That is particularly evident in the Arctic now as we see the floating ice sheets dramatically contract and glaciers melt. Over the past decade, radar satellite imagery shows that the ice sheets on the Arctic Ocean have shrunk to 2/3 of their original extent and thickness. It is simply astonishing that the thickness can be measured within a few centimeters from space!
The image of change described earlier shows adaptive cycles arranged in structures across scales. This equally applies to a different set of ecological and physical processes at the top of the world, in the Arctic region.
In one orientation of a map of the top of the world, sitting on the pole, scanning the world above the Arctic Circle, we see Alaska at the top left, Canada on the left side, Greenland and Iceland on left bottom, Norway, Sweden, and Finland on the right bottom and Russia sprawling throughout the right side to the top. Those nations represent the Arctic Council of eight nations. This is indeed a view from the top of the world.

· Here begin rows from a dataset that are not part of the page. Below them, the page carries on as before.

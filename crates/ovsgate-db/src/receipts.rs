//! Pending-response correlation table.

use std::collections::HashMap;
use std::sync::{Mutex, MutexGuard, PoisonError};

use serde_json::Value;
use tracing::{debug, warn};

use crate::codec::{Receipt, ReceiptKind};

const RECEIPT_TARGET: &str = concat!(env!("CARGO_PKG_NAME"), "::receipts");

/// Callback invoked exactly once when a pending request resolves.
pub type ReceiptCallback = Box<dyn FnOnce(&str, &Receipt) + Send + 'static>;

struct PendingReceipt {
    kind: ReceiptKind,
    callback: ReceiptCallback,
}

/// Single-use request records keyed by wire id.
///
/// Entries are matched exactly once against an inbound response and removed;
/// an entry whose response never arrives stays until `remove` or `clear`.
/// The mutex covers each lookup/mutate only — callbacks run off-lock so a
/// callback may re-enter the table.
pub(crate) struct ReceiptTable {
    entries: Mutex<HashMap<String, PendingReceipt>>,
}

impl ReceiptTable {
    pub(crate) fn new() -> Self {
        Self {
            entries: Mutex::new(HashMap::new()),
        }
    }

    // Entries are plain data, so a poisoned table keeps serving.
    fn entries(&self) -> MutexGuard<'_, HashMap<String, PendingReceipt>> {
        self.entries.lock().unwrap_or_else(PoisonError::into_inner)
    }

    /// Registers a pending request. A duplicate wire id replaces the stale
    /// entry, keeping at most one receipt per id.
    pub(crate) fn register(&self, rid: &str, kind: ReceiptKind, callback: ReceiptCallback) {
        debug!(target: RECEIPT_TARGET, rid, %kind, "registering receipt");
        let previous = self
            .entries()
            .insert(rid.to_string(), PendingReceipt { kind, callback });
        if let Some(previous) = previous {
            warn!(
                target: RECEIPT_TARGET,
                rid,
                kind = %previous.kind,
                "overwriting stale receipt for reused wire id"
            );
        }
    }

    /// Resolves a response: removes the matching entry, decodes the result
    /// according to its kind, and invokes the callback. Returns whether a
    /// match was found; a miss is a logged correlation warning only.
    pub(crate) fn resolve(&self, rid: &str, result: &Value) -> bool {
        let Some(entry) = self.entries().remove(rid) else {
            warn!(
                target: RECEIPT_TARGET,
                rid, "response for a request this client no longer tracks"
            );
            return false;
        };

        match Receipt::decode(entry.kind, result) {
            Ok(receipt) => {
                debug!(target: RECEIPT_TARGET, rid, kind = %entry.kind, "resolving receipt");
                (entry.callback)(rid, &receipt);
            }
            Err(error) => {
                warn!(
                    target: RECEIPT_TARGET,
                    rid,
                    kind = %entry.kind,
                    %error,
                    "discarding receipt with undecodable result"
                );
            }
        }
        true
    }

    /// Removes a pending entry without invoking its callback (caller
    /// abandoned the request). Returns whether an entry existed.
    pub(crate) fn remove(&self, rid: &str) -> bool {
        self.entries().remove(rid).is_some()
    }

    /// Discards every pending entry.
    pub(crate) fn clear(&self) {
        let mut entries = self.entries();
        if !entries.is_empty() {
            debug!(
                target: RECEIPT_TARGET,
                pending = entries.len(),
                "clearing pending receipts"
            );
        }
        entries.clear();
    }

    #[cfg(test)]
    pub(crate) fn len(&self) -> usize {
        self.entries().len()
    }
}

#[cfg(test)]
mod tests {
    use std::sync::Arc;
    use std::sync::atomic::{AtomicUsize, Ordering};

    use serde_json::json;

    use super::*;

    fn counting_callback(count: &Arc<AtomicUsize>) -> ReceiptCallback {
        let count = Arc::clone(count);
        Box::new(move |_, _| {
            count.fetch_add(1, Ordering::SeqCst);
        })
    }

    #[test]
    fn resolve_invokes_the_callback_exactly_once() {
        let table = ReceiptTable::new();
        let count = Arc::new(AtomicUsize::new(0));
        table.register("41", ReceiptKind::Delete, counting_callback(&count));

        let result = json!([{"count": 1}]);
        assert!(table.resolve("41", &result));
        assert_eq!(count.load(Ordering::SeqCst), 1);

        // A second resolve for the same id is a correlation miss.
        assert!(!table.resolve("41", &result));
        assert_eq!(count.load(Ordering::SeqCst), 1);
        assert_eq!(table.len(), 0);
    }

    #[test]
    fn resolve_only_matches_the_registered_id() {
        let table = ReceiptTable::new();
        let first = Arc::new(AtomicUsize::new(0));
        let second = Arc::new(AtomicUsize::new(0));
        table.register("1", ReceiptKind::Delete, counting_callback(&first));
        table.register("2", ReceiptKind::Delete, counting_callback(&second));

        assert!(table.resolve("2", &json!([{"count": 0}])));
        assert_eq!(first.load(Ordering::SeqCst), 0);
        assert_eq!(second.load(Ordering::SeqCst), 1);
    }

    #[test]
    fn duplicate_registration_replaces_the_stale_entry() {
        let table = ReceiptTable::new();
        let stale = Arc::new(AtomicUsize::new(0));
        let fresh = Arc::new(AtomicUsize::new(0));
        table.register("7", ReceiptKind::Insert, counting_callback(&stale));
        table.register("7", ReceiptKind::Insert, counting_callback(&fresh));

        assert!(table.resolve("7", &json!([{"uuid": ["uuid", "abc"]}])));
        assert_eq!(stale.load(Ordering::SeqCst), 0);
        assert_eq!(fresh.load(Ordering::SeqCst), 1);
    }

    #[test]
    fn undecodable_results_consume_the_entry_without_a_callback() {
        let table = ReceiptTable::new();
        let count = Arc::new(AtomicUsize::new(0));
        table.register("9", ReceiptKind::Insert, counting_callback(&count));

        assert!(table.resolve("9", &json!("not an insert result")));
        assert_eq!(count.load(Ordering::SeqCst), 0);
        assert_eq!(table.len(), 0);
    }

    #[test]
    fn remove_discards_without_invoking() {
        let table = ReceiptTable::new();
        let count = Arc::new(AtomicUsize::new(0));
        table.register("3", ReceiptKind::Monitor, counting_callback(&count));

        assert!(table.remove("3"));
        assert!(!table.remove("3"));
        assert!(!table.resolve("3", &json!({})));
        assert_eq!(count.load(Ordering::SeqCst), 0);
    }

    #[test]
    fn clear_discards_everything() {
        let table = ReceiptTable::new();
        let count = Arc::new(AtomicUsize::new(0));
        table.register("1", ReceiptKind::Monitor, counting_callback(&count));
        table.register("2", ReceiptKind::Delete, counting_callback(&count));

        table.clear();
        assert_eq!(table.len(), 0);
        assert_eq!(count.load(Ordering::SeqCst), 0);
    }
}
//! Policy seam between decoded configuration rows and host networking.

use ovsgate_types::{GatewayConfig, OvsStatus};

/// Applies a gateway configuration row to the host.
///
/// Implementations translate the row into whatever bridge, VLAN, GRE, port,
/// or flow changes it calls for and report the outcome. The agent invokes
/// `apply` on its listener thread, once per decoded `Gateway_Config` row, and
/// answers the database with a `Feedback` row carrying the returned status.
pub trait GatewayActions: Send + Sync + 'static {
    /// Realises one configuration row and reports the outcome.
    fn apply(&self, config: &GatewayConfig) -> OvsStatus;
}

The Arctic Ocean dominates the center of the map, while Northern Alaska, the Canadian Arctic archipelago and Greenland fringe the left side. This is the region where the North West Passage was imagined in its alternate routes. This is a region, at smaller scales, of ocean passages, changing ocean currents, productive biotic hotspots, and Inuit communities with polar bears, beluga whales, seals and Arctic fox both at the top of the world and the top of the food network or chain. Even the subsurface topography is only crudely known as are the biotic interactions and the water chemistry. The Beaufort Sea is now freshening as melt water creates the largest collection of fresh water in the world. The area is the focus of the International Polar Year (IPY) and, more specifically of Canada’s contribution: The Canada’s Three Oceans (C3O) project, led by Eddy Carmac (Carmac and Mclaughlin. 2011).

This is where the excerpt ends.